(TASK TO CARRY OUT):
If "early" shows up in a line of the material, return that line.
START THE DATA
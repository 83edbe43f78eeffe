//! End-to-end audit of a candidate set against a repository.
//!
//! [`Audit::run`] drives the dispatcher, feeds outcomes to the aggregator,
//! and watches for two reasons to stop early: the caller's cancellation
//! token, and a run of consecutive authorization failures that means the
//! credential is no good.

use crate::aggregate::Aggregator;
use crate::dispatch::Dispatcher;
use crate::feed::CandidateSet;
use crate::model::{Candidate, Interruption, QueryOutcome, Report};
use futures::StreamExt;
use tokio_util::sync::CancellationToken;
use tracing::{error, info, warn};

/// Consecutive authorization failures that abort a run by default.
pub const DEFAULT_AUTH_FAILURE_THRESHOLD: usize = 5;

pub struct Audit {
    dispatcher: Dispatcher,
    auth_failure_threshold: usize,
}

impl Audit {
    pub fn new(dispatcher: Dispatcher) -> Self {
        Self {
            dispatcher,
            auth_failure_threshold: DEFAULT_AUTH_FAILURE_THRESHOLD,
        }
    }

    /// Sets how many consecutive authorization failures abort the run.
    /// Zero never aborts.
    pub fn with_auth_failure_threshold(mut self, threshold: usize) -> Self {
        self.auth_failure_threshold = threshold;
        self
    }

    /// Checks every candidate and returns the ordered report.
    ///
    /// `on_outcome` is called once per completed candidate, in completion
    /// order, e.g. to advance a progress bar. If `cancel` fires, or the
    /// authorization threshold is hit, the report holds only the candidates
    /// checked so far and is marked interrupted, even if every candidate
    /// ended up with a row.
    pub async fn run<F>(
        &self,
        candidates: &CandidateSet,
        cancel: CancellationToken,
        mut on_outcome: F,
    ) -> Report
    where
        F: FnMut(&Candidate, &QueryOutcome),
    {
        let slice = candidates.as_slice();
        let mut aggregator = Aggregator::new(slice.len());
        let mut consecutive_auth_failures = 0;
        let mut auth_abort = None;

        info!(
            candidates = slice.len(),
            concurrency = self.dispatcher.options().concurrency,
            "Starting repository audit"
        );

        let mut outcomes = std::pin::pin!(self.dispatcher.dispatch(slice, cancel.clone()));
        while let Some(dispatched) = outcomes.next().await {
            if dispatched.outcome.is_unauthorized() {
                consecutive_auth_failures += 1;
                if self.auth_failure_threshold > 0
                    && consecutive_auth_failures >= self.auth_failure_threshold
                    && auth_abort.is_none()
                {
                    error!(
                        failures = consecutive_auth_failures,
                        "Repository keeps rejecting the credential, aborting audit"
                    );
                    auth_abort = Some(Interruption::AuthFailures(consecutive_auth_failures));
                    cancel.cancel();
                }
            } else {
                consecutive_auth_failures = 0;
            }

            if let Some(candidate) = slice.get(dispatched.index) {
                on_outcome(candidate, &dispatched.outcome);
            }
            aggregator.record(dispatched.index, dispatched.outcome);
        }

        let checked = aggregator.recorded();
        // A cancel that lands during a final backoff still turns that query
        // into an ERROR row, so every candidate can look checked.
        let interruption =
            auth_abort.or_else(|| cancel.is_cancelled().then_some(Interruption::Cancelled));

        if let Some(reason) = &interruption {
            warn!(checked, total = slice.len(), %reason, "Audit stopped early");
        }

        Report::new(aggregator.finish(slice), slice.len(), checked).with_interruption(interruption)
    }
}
END THE DATA
(RESPONSE):
//! and watches for two reasons to stop early: the caller's cancellation
            warn!(checked, total = slice.len(), %reason, "Audit stopped early");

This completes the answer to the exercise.